Two more teams will qualify for the NFL playoffs after 2020 regular season.

The NFL playoffs just got bigger. The league officially expanded the postseason from 12 to 14 teams Tuesday.

League owners voted to expand the playoff field making official a move that had been expected since the approval of the new Collective Bargaining Agreement. The vote took place as a conference call after the league meeting in Palm Beach, Fl, was canceled due to the coronavirus pandemic.

In the new format, each conference will have an additional wild-card berth. Only the top seed from each conference will receive a bye, leaving the remaining six teams per side to face off in the wild-card round.

  • There will be a total of three wild-card teams per conference.
  • The No. 2 seed in each conference will host the No. 7 seed in the wild-card round.
  • Wild-card weekend will feature back-to-back tripleheaders on Jan. 9 and Jan. 10. CBS will broadcast one of the new games, scheduled for a 4:40 p.m. ET kickoff on Jan. 10, and it will be streamed on CBS All Access. That game will also be aired on Nickelodeon in a production geared toward a younger audience. The other game will be shown on NBC, its streaming service Peacock and Spanish-language Telemundo on Jan. 10 at approximately 8:15 p.m. ET.

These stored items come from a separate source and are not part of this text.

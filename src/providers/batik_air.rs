use std::sync::Arc;

use async_trait::async_trait;
use chrono::{DateTime, FixedOffset};
use serde::Deserialize;

use super::{
    city_for, event_point, flight_id, format_price, load_payload, matches_query,
    parse_baggage_note, parse_duration_label, FlightProvider, ProviderError,
};
use crate::{
    context::SearchContext,
    fetch_simulator::{FetchSimulator, ProviderDescriptor},
    models::{Airline, Flight, FlightDuration, Price, SearchRequest, DEFAULT_CABIN_CLASS},
};

// e.g. 2025-12-15T07:15:00+0700
const DATETIME_LAYOUT: &str = "%Y-%m-%dT%H:%M:%S%z";

#[derive(Debug, Deserialize)]
#[serde(rename_all = "camelCase")]
struct BatikAirResponse {
    #[allow(dead_code)]
    code: i32,
    #[allow(dead_code)]
    message: String,
    results: Vec<BatikAirFlight>,
}

#[derive(Debug, Deserialize)]
#[serde(rename_all = "camelCase")]
struct BatikAirFlight {
    flight_number: String,
    airline_name: String,
    #[serde(rename = "airlineIATA")]
    airline_iata: String,
    origin: String,
    destination: String,
    departure_date_time: String,
    arrival_date_time: String,
    travel_time: String,
    number_of_stops: u32,
    fare: BatikAirFare,
    seats_available: u32,
    #[serde(default)]
    aircraft_model: String,
    #[serde(default)]
    baggage_info: String,
    #[serde(default)]
    onboard_services: Vec<String>,
}

#[derive(Debug, Deserialize)]
#[serde(rename_all = "camelCase")]
struct BatikAirFare {
    total_price: i64,
    currency_code: String,
}

pub struct BatikAirProvider {
    descriptor: ProviderDescriptor,
    simulator: Arc<FetchSimulator>,
}

impl BatikAirProvider {
    pub fn new(simulator: Arc<FetchSimulator>) -> Self {
        Self {
            descriptor: ProviderDescriptor::new(
                "BatikAir",
                100,
                (200, 400),
                "batik_air_search_response.json",
            ),
            simulator,
        }
    }

    fn to_flight(
        &self,
        raw: BatikAirFlight,
        departure: DateTime<FixedOffset>,
        arrival: DateTime<FixedOffset>,
    ) -> Flight {
        let price = raw.fare.total_price;

        Flight {
            id: flight_id(&raw.airline_name, &raw.flight_number),
            provider: self.descriptor.name.clone(),
            airline: Airline {
                name: raw.airline_name,
                code: raw.airline_iata,
            },
            departure: event_point(&raw.origin, city_for(&raw.origin), &departure),
            arrival: event_point(&raw.destination, city_for(&raw.destination), &arrival),
            duration: FlightDuration {
                total_minutes: parse_duration_label(&raw.travel_time),
                formatted: raw.travel_time,
            },
            stops: raw.number_of_stops,
            price: Price {
                amount: price,
                formatted: format_price(price, &raw.fare.currency_code),
                currency: raw.fare.currency_code,
            },
            available_seats: raw.seats_available,
            cabin_class: DEFAULT_CABIN_CLASS.to_string(),
            aircraft: Some(raw.aircraft_model),
            amenities: Some(raw.onboard_services),
            baggage: parse_baggage_note(&raw.baggage_info),
            flight_number: raw.flight_number,
        }
    }
}

#[async_trait]
impl FlightProvider for BatikAirProvider {
    fn descriptor(&self) -> &ProviderDescriptor {
        &self.descriptor
    }

    async fn fetch(
        &self,
        query: &SearchRequest,
        ctx: &SearchContext,
    ) -> Result<Vec<Flight>, ProviderError> {
        let response: BatikAirResponse =
            load_payload(&self.simulator, &self.descriptor, ctx).await?;

        let mut flights = Vec::new();
        for raw in response.results {
            // Records with unreadable times are skipped
            let (Ok(departure), Ok(arrival)) = (
                DateTime::parse_from_str(&raw.departure_date_time, DATETIME_LAYOUT),
                DateTime::parse_from_str(&raw.arrival_date_time, DATETIME_LAYOUT),
            ) else {
                continue;
            };

            if matches_query(
                query,
                &raw.origin,
                &raw.destination,
                &departure,
                raw.seats_available,
            ) {
                flights.push(self.to_flight(raw, departure, arrival));
            }
        }

        Ok(flights)
    }
}

#[cfg(test)]
mod tests {
    use super::*;
    use crate::{
        cache::TtlCache,
        fetch_simulator::{test_support::RecordingSleeper, StaticFixtureSource},
    };

    const PAYLOAD: &str = r#"{
        "code": 200,
        "message": "OK",
        "results": [
            {
                "flightNumber": "ID6514", "airlineName": "Batik Air", "airlineIATA": "ID",
                "origin": "CGK", "destination": "DPS",
                "departureDateTime": "2025-12-15T07:15:00+0700",
                "arrivalDateTime": "2025-12-15T10:00:00+0800",
                "travelTime": "1h 45m", "numberOfStops": 0,
                "fare": { "basePrice": 980000, "taxes": 120000, "totalPrice": 1100000,
                          "currencyCode": "IDR", "class": "Y" },
                "seatsAvailable": 32, "aircraftModel": "Airbus A320",
                "baggageInfo": "7kg cabin, 20kg checked",
                "onboardServices": ["Snack", "Entertainment"]
            },
            {
                "flightNumber": "ID6520", "airlineName": "Batik Air", "airlineIATA": "ID",
                "origin": "CGK", "destination": "DPS",
                "departureDateTime": "15/12/2025 19:00",
                "arrivalDateTime": "2025-12-15T22:10:00+0800",
                "travelTime": "2h 10m", "numberOfStops": 0,
                "fare": { "totalPrice": 1300000, "currencyCode": "IDR" },
                "seatsAvailable": 12
            }
        ]
    }"#;

    fn provider() -> BatikAirProvider {
        let fixtures =
            StaticFixtureSource::new().with_file("batik_air_search_response.json", PAYLOAD);
        let simulator = FetchSimulator::new(Arc::new(TtlCache::default()), Arc::new(fixtures))
            .with_sleeper(Arc::new(RecordingSleeper::default()));
        BatikAirProvider::new(Arc::new(simulator))
    }

    #[tokio::test]
    async fn test_maps_batik_schema_and_skips_bad_times() {
        let query = SearchRequest {
            origin: "CGK".to_string(),
            destination: "DPS".to_string(),
            departure_date: "2025-12-15".to_string(),
            ..Default::default()
        }
        .normalize()
        .unwrap();

        let flights = provider()
            .fetch(&query, &SearchContext::background())
            .await
            .unwrap();

        assert_eq!(flights.len(), 1);
        let flight = &flights[0];
        assert_eq!(flight.id, "ID6514_BatikAir");
        assert_eq!(flight.airline.code, "ID");
        assert_eq!(flight.duration.total_minutes, 105);
        assert_eq!(flight.duration.formatted, "1h 45m");
        assert_eq!(flight.price.amount, 1_100_000);
        assert_eq!(flight.price.formatted, "IDR 1.100.000");
        assert_eq!(flight.departure.datetime, "2025-12-15T07:15:00+07:00");
        assert_eq!(flight.arrival.city, "Denpasar");
        assert_eq!(flight.amenity_count(), 2);
        assert_eq!(flight.aircraft.as_deref(), Some("Airbus A320"));
        assert_eq!(flight.baggage.checked.as_deref(), Some("20kg Checked"));
    }
}
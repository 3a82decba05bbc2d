use std::sync::Arc;

use async_trait::async_trait;
use chrono::{DateTime, FixedOffset};
use serde::Deserialize;

use super::{
    city_for, event_point, flight_id, format_duration, format_price, load_payload,
    matches_query, parse_baggage_note, FlightProvider, ProviderError,
};
use crate::{
    context::SearchContext,
    fetch_simulator::{FetchSimulator, ProviderDescriptor},
    models::{Airline, Flight, FlightDuration, Price, SearchRequest},
};

const CURRENCY: &str = "IDR";

#[derive(Debug, Deserialize)]
struct AirAsiaResponse {
    #[allow(dead_code)]
    status: String,
    flights: Vec<AirAsiaFlight>,
}

#[derive(Debug, Deserialize)]
struct AirAsiaFlight {
    flight_code: String,
    airline: String,
    from_airport: String,
    to_airport: String,
    depart_time: DateTime<FixedOffset>,
    arrive_time: DateTime<FixedOffset>,
    duration_hours: f64,
    price_idr: i64,
    seats: u32,
    cabin_class: String,
    #[serde(default)]
    baggage_note: String,
    #[serde(default)]
    stops: Vec<AirAsiaStop>,
}

#[derive(Debug, Deserialize)]
struct AirAsiaStop {
    #[allow(dead_code)]
    airport: String,
}

pub struct AirAsiaProvider {
    descriptor: ProviderDescriptor,
    simulator: Arc<FetchSimulator>,
}

impl AirAsiaProvider {
    pub fn new(simulator: Arc<FetchSimulator>) -> Self {
        Self {
            descriptor: ProviderDescriptor::new(
                "AirAsia",
                90,
                (50, 150),
                "airasia_search_response.json",
            ),
            simulator,
        }
    }

    fn to_flight(&self, raw: AirAsiaFlight) -> Flight {
        // Truncates, so 1.67h becomes 100 minutes
        let total_minutes = (raw.duration_hours * 60.0) as u32;
        // Carrier prefix of the flight code, e.g. "QZ" for QZ520
        let code: String = raw.flight_code.chars().take(2).collect();

        Flight {
            id: flight_id(&raw.airline, &raw.flight_code),
            provider: self.descriptor.name.clone(),
            airline: Airline {
                name: raw.airline,
                code,
            },
            departure: event_point(
                &raw.from_airport,
                city_for(&raw.from_airport),
                &raw.depart_time,
            ),
            arrival: event_point(&raw.to_airport, city_for(&raw.to_airport), &raw.arrive_time),
            duration: FlightDuration {
                total_minutes,
                formatted: format_duration(total_minutes),
            },
            stops: raw.stops.len() as u32,
            price: Price {
                amount: raw.price_idr,
                currency: CURRENCY.to_string(),
                formatted: format_price(raw.price_idr, CURRENCY),
            },
            available_seats: raw.seats,
            cabin_class: raw.cabin_class.to_lowercase(),
            aircraft: None,
            amenities: None,
            baggage: parse_baggage_note(&raw.baggage_note),
            flight_number: raw.flight_code,
        }
    }
}

#[async_trait]
impl FlightProvider for AirAsiaProvider {
    fn descriptor(&self) -> &ProviderDescriptor {
        &self.descriptor
    }

    async fn fetch(
        &self,
        query: &SearchRequest,
        ctx: &SearchContext,
    ) -> Result<Vec<Flight>, ProviderError> {
        let response: AirAsiaResponse =
            load_payload(&self.simulator, &self.descriptor, ctx).await?;

        Ok(response
            .flights
            .into_iter()
            .filter(|f| {
                matches_query(query, &f.from_airport, &f.to_airport, &f.depart_time, f.seats)
            })
            .map(|f| self.to_flight(f))
            .collect())
    }
}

NFL.com added this piece of information:

Per league data, since 1990, when the playoffs expanded from 10 to 12 teams, 44 of the 60 teams that would have claimed the seventh seeds had winning records, including 10 different 10-win teams. Only the 1990 Dallas Cowboys would have made the playoffs with a losing record over that span in a 14-team format.

https://twitter.com/AdamSchefter/status/1245058922987356161

Had the rule been in place for the past season, the Los Angeles Rams and Pittsburgh Steelers would have made it into the postseason field.